━━━━━ The data ━━━━━

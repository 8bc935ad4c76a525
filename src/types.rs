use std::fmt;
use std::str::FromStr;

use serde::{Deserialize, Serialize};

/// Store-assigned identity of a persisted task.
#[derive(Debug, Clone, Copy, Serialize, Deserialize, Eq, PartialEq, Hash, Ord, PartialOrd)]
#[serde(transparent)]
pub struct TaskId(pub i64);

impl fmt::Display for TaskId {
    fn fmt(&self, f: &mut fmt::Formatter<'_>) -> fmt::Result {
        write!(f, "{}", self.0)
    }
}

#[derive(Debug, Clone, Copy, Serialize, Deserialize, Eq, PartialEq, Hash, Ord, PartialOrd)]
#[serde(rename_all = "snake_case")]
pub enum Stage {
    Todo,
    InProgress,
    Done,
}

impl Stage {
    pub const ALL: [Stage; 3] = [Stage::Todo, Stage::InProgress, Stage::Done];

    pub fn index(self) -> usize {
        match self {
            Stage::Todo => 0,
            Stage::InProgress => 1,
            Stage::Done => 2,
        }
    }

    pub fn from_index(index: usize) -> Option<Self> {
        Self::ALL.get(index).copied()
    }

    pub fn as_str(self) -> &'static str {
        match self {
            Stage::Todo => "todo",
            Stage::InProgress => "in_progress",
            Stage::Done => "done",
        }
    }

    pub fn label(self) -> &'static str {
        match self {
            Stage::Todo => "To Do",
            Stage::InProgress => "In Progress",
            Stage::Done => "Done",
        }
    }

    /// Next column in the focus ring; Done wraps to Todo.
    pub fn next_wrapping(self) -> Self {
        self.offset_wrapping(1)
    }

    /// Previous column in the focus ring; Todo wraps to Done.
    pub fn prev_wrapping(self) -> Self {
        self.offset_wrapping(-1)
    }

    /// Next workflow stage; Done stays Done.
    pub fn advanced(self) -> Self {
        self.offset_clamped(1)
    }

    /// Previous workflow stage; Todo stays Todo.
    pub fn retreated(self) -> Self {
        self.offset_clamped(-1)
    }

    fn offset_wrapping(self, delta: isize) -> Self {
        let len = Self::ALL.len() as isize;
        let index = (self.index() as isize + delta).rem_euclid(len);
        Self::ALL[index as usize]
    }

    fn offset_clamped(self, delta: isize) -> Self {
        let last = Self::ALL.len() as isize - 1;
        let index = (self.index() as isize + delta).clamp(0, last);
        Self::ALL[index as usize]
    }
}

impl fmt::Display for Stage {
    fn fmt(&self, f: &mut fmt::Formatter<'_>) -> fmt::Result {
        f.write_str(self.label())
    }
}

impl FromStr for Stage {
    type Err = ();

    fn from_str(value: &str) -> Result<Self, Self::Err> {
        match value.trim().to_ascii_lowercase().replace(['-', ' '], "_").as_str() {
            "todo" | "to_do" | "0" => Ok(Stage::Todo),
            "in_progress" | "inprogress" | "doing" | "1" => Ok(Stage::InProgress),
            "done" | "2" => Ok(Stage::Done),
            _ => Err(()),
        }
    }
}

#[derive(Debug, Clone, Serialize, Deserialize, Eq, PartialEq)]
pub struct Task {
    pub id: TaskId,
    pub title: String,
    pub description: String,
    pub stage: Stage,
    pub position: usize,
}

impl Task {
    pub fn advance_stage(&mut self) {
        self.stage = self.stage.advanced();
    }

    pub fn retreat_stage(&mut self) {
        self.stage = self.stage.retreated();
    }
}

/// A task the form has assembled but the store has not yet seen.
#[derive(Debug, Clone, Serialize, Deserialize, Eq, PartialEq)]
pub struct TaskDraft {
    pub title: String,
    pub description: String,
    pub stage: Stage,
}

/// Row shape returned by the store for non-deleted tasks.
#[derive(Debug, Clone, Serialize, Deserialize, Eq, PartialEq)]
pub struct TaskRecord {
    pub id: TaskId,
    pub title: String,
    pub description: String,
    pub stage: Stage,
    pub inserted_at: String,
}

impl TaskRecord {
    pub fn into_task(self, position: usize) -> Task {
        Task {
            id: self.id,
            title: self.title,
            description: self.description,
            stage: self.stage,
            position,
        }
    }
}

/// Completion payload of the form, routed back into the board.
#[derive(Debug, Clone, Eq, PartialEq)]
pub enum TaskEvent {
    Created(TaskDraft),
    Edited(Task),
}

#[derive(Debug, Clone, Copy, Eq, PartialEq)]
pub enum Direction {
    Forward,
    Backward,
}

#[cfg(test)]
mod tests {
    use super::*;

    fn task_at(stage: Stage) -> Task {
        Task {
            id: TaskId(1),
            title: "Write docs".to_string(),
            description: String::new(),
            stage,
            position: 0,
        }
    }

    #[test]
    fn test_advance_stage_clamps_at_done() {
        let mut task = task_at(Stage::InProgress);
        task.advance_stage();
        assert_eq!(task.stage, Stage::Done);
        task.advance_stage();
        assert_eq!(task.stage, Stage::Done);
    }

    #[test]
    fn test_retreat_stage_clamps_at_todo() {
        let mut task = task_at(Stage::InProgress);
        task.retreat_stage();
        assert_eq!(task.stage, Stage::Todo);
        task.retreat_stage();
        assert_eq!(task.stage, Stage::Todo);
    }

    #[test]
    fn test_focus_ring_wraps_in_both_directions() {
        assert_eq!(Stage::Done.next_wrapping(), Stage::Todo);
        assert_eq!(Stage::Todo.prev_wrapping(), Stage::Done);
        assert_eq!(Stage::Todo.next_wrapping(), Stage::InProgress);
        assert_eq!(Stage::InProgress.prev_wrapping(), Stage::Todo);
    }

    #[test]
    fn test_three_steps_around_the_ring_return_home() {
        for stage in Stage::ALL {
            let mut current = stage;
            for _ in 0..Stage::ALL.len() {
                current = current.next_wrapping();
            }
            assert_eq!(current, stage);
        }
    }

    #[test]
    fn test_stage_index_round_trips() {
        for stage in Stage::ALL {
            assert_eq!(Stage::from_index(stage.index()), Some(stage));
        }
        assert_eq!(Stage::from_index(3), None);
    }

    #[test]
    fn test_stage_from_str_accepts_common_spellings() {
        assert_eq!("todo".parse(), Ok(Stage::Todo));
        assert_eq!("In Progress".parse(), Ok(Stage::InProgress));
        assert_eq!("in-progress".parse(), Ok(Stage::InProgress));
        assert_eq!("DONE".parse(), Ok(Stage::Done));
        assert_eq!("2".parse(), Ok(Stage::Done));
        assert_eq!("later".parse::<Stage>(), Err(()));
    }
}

━━━━━
━━━━━ The data ━━━━━

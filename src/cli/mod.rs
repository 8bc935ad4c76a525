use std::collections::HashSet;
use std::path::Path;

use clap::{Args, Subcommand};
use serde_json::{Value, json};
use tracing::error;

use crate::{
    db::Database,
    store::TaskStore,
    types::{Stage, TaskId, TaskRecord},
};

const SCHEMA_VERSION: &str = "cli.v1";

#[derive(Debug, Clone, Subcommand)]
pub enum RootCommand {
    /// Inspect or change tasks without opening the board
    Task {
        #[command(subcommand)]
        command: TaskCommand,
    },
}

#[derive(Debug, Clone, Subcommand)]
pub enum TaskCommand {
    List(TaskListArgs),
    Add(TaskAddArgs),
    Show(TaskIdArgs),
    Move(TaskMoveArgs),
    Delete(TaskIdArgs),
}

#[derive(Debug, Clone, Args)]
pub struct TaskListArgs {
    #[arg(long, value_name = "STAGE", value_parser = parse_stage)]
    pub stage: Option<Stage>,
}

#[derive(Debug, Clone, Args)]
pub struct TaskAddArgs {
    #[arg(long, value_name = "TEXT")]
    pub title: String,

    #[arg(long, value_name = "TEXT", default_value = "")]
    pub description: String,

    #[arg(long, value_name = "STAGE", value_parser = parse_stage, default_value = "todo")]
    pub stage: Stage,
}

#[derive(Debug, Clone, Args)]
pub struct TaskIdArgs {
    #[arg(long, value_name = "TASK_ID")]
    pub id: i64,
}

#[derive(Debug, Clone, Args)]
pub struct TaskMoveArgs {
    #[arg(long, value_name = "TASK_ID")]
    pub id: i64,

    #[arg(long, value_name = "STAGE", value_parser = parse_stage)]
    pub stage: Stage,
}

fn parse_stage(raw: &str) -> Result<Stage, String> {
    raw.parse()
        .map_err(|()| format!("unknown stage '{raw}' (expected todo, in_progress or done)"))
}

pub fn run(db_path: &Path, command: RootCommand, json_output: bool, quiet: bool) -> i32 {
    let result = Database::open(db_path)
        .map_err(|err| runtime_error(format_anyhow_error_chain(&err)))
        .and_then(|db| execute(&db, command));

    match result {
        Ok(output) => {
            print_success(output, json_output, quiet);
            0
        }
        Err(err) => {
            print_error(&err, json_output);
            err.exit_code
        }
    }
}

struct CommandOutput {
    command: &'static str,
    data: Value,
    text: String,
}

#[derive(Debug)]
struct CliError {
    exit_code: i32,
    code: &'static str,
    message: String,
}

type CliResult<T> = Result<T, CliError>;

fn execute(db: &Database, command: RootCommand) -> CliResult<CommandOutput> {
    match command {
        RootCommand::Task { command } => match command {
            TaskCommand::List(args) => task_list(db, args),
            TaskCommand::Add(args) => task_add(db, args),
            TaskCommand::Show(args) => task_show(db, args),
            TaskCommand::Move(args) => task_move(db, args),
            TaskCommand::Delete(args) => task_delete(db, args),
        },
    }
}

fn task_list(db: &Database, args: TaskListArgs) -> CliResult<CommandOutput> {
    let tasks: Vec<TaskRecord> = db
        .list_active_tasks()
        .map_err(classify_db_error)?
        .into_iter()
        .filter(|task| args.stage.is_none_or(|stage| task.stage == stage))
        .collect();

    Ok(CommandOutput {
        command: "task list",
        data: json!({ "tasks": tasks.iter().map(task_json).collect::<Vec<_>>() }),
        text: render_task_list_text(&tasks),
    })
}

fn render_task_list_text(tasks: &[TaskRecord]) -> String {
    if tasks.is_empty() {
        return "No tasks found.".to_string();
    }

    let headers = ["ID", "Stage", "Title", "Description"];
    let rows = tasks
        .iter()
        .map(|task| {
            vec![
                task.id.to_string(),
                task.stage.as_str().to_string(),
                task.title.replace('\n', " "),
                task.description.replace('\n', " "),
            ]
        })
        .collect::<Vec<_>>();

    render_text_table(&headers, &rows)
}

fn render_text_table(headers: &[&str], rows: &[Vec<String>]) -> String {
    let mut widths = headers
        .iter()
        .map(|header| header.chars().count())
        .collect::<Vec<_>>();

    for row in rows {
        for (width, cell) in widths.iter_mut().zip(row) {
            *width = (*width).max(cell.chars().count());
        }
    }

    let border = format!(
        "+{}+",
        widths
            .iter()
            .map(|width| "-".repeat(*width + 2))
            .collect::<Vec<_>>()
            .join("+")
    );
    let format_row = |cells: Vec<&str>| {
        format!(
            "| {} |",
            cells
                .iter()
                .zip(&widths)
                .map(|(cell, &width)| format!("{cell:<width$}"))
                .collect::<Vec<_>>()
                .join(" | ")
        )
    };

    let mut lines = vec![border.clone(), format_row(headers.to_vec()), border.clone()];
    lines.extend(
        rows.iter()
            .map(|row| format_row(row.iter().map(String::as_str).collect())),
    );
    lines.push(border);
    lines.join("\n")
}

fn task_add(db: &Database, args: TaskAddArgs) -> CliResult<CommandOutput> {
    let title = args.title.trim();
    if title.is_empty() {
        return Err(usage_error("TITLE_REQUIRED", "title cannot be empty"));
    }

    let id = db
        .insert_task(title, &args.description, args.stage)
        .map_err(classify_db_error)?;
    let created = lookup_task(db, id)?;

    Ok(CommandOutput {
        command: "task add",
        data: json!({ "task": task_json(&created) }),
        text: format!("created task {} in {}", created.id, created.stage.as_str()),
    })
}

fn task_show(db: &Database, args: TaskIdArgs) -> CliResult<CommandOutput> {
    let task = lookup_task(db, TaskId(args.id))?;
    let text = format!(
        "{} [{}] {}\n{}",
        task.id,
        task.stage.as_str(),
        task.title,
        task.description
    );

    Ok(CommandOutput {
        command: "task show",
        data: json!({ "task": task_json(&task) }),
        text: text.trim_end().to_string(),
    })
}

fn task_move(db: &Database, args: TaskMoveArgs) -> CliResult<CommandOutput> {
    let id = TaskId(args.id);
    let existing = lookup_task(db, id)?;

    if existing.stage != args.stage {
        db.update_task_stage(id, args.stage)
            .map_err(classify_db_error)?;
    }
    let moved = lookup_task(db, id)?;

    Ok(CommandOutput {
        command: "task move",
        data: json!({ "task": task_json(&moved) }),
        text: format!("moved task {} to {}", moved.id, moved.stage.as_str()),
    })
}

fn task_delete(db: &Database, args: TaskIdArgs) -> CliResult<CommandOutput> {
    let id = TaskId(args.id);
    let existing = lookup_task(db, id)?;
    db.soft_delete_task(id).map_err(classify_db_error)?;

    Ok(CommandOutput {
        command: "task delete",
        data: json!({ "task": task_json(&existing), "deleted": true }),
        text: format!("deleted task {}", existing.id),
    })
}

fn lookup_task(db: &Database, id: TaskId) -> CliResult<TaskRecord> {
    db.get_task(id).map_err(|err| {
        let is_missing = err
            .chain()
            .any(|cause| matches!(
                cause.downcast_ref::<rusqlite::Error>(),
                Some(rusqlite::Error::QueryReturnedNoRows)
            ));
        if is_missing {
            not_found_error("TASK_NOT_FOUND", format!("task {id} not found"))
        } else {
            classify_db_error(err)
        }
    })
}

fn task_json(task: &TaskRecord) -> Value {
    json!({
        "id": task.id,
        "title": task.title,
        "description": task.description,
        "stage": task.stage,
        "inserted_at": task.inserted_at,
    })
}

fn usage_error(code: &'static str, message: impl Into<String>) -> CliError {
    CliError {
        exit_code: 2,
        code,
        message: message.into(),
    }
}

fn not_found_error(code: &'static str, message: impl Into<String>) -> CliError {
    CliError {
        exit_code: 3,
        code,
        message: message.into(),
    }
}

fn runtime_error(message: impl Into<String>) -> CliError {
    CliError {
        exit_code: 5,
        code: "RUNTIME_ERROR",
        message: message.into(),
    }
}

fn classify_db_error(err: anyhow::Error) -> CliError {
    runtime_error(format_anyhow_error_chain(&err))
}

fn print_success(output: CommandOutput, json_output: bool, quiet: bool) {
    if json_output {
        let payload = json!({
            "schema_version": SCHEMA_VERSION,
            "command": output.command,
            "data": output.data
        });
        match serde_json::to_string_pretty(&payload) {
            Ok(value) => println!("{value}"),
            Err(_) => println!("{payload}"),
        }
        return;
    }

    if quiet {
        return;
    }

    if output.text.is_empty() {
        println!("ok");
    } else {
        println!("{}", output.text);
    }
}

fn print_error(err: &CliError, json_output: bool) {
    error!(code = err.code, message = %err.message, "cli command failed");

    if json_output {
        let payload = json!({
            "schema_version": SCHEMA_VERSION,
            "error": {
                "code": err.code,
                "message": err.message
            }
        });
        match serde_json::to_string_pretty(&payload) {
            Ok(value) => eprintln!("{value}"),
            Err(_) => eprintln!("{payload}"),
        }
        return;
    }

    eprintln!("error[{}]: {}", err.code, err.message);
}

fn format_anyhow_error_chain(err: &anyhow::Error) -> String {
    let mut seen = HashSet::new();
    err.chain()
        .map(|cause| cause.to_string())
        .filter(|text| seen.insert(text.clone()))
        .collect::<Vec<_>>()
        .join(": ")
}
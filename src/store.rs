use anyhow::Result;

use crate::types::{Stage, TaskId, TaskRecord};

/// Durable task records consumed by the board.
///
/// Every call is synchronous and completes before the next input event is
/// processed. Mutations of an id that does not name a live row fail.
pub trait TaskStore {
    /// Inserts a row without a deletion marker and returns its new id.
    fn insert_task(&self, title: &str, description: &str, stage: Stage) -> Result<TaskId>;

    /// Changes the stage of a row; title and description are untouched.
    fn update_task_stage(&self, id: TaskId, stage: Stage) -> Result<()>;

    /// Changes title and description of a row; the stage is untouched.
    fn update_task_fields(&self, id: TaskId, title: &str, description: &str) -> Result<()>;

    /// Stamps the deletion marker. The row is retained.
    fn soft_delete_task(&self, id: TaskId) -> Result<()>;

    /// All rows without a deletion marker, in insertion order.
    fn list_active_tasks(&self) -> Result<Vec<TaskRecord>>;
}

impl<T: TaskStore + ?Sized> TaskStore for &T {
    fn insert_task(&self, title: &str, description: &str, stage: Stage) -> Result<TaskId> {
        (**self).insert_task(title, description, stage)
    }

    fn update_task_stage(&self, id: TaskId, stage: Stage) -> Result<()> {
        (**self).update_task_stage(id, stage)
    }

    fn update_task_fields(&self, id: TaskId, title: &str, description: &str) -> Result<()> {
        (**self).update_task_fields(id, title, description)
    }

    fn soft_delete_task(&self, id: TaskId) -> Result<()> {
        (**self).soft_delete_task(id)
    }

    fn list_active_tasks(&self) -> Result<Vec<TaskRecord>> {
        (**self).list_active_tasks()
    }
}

━━━━━

=== What to produce ===
Reproduce every line of the records containing the string "FromStr".

=== Solution for this problem ===
use std::str::FromStr;
impl FromStr for Stage {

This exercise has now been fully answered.